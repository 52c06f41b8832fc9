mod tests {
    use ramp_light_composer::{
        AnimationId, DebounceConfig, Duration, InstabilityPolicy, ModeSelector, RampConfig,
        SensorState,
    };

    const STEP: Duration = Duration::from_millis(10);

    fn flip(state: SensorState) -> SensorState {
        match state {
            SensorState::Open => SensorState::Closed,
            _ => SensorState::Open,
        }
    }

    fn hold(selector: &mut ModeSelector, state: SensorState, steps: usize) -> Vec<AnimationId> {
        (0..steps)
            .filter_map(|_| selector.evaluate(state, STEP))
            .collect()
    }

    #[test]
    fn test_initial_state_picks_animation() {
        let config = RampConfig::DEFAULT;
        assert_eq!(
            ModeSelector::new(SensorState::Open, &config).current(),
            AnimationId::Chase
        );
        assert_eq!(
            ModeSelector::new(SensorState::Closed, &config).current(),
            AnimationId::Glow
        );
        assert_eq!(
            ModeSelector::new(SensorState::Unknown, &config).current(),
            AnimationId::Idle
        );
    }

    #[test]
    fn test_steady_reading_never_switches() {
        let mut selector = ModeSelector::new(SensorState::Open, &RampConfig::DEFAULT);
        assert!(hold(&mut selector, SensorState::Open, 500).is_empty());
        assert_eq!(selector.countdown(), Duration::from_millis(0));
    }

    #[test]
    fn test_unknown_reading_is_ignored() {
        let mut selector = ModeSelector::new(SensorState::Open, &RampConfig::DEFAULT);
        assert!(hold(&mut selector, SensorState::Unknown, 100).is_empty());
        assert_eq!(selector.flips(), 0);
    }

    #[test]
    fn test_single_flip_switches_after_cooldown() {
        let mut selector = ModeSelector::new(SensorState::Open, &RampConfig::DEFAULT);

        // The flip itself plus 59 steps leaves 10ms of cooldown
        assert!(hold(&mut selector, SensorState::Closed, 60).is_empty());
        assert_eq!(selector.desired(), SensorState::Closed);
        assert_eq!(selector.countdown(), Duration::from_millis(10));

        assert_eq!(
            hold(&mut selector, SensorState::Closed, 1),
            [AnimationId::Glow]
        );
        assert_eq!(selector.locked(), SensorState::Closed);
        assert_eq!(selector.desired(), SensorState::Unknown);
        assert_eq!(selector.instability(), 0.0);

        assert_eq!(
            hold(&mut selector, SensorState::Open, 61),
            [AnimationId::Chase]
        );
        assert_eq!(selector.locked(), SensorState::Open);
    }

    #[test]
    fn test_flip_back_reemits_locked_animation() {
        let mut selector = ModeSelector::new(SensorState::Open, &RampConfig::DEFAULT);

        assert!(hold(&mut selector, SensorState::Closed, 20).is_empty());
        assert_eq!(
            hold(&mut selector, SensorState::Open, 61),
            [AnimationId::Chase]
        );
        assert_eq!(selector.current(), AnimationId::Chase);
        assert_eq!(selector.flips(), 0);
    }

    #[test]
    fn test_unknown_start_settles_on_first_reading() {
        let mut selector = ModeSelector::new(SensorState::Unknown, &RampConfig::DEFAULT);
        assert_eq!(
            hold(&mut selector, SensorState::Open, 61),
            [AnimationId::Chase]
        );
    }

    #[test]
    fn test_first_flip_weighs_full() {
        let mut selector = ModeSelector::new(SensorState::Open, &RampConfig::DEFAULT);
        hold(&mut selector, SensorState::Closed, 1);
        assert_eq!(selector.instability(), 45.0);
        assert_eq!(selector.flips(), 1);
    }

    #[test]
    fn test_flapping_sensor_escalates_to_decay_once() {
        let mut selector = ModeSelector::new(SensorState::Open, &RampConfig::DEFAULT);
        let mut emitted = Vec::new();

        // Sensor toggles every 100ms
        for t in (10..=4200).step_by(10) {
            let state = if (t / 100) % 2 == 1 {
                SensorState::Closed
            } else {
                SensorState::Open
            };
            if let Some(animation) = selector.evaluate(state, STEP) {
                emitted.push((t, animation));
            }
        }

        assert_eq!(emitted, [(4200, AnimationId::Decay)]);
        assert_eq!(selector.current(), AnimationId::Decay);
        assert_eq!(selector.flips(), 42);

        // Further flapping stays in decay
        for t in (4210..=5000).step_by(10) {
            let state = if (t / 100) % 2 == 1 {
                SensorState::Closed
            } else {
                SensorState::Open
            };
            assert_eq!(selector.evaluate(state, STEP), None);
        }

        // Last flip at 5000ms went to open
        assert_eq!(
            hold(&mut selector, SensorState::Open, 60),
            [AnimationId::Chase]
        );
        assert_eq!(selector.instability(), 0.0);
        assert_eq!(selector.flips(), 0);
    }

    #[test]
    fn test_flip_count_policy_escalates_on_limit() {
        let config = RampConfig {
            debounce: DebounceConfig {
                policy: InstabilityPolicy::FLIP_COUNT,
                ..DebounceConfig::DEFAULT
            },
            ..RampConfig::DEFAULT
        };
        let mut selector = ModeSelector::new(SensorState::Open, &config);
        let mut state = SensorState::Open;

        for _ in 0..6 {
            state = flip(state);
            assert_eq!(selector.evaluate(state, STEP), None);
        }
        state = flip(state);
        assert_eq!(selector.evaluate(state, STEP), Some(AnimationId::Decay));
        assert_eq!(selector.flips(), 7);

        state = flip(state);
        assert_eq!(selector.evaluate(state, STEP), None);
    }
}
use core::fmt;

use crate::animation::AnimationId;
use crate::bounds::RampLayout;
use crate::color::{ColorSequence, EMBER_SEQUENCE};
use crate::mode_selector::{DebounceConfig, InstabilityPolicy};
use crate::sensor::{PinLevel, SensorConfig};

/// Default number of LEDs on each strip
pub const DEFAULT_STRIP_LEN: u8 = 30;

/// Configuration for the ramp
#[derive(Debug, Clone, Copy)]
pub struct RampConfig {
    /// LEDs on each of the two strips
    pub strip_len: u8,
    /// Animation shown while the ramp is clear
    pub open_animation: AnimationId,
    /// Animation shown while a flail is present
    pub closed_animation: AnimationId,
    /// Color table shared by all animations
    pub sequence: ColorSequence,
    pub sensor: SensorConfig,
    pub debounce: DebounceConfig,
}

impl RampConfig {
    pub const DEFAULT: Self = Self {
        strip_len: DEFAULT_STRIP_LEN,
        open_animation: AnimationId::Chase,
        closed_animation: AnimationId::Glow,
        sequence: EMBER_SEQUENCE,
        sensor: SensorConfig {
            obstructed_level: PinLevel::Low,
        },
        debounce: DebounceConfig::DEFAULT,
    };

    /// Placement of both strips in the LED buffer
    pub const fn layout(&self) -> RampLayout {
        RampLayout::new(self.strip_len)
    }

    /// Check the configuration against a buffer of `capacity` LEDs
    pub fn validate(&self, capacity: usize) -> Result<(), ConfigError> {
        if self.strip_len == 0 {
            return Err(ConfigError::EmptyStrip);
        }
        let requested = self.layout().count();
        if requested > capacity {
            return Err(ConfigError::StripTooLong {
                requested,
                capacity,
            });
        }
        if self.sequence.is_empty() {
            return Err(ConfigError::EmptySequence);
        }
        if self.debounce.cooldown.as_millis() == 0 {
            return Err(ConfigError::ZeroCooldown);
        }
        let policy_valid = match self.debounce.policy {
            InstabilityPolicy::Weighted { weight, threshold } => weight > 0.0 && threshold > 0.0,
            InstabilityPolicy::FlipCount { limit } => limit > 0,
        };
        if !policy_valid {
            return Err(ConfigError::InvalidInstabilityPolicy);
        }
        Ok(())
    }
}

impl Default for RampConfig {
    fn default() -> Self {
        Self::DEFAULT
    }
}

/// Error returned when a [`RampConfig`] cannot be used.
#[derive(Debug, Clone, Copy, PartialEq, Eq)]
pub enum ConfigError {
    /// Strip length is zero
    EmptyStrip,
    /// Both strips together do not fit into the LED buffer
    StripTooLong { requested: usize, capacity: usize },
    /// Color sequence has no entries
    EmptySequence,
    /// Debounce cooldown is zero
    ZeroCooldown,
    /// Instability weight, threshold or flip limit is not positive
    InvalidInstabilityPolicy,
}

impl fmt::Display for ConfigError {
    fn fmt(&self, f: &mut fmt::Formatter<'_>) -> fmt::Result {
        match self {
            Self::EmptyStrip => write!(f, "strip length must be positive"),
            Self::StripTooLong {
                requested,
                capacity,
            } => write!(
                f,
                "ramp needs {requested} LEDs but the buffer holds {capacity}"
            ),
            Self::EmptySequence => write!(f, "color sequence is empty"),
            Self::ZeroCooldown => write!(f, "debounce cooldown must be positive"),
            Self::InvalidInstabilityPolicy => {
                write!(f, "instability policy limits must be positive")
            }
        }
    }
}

ASSIGNMENT
Every line above from the line with "return Err(ConfigError::InvalidInstabilityPolicy);" to the line with "is not positive" is wanted, ends included; write them out exactly and add no other line.

TASK OUTPUT
            return Err(ConfigError::InvalidInstabilityPolicy);
        }
        Ok(())
    }
}

impl Default for RampConfig {
    fn default() -> Self {
        Self::DEFAULT
    }
}

/// Error returned when a [`RampConfig`] cannot be used.
#[derive(Debug, Clone, Copy, PartialEq, Eq)]
pub enum ConfigError {
    /// Strip length is zero
    EmptyStrip,
    /// Both strips together do not fit into the LED buffer
    StripTooLong { requested: usize, capacity: usize },
    /// Color sequence has no entries
    EmptySequence,
    /// Debounce cooldown is zero
    ZeroCooldown,
    /// Instability weight, threshold or flip limit is not positive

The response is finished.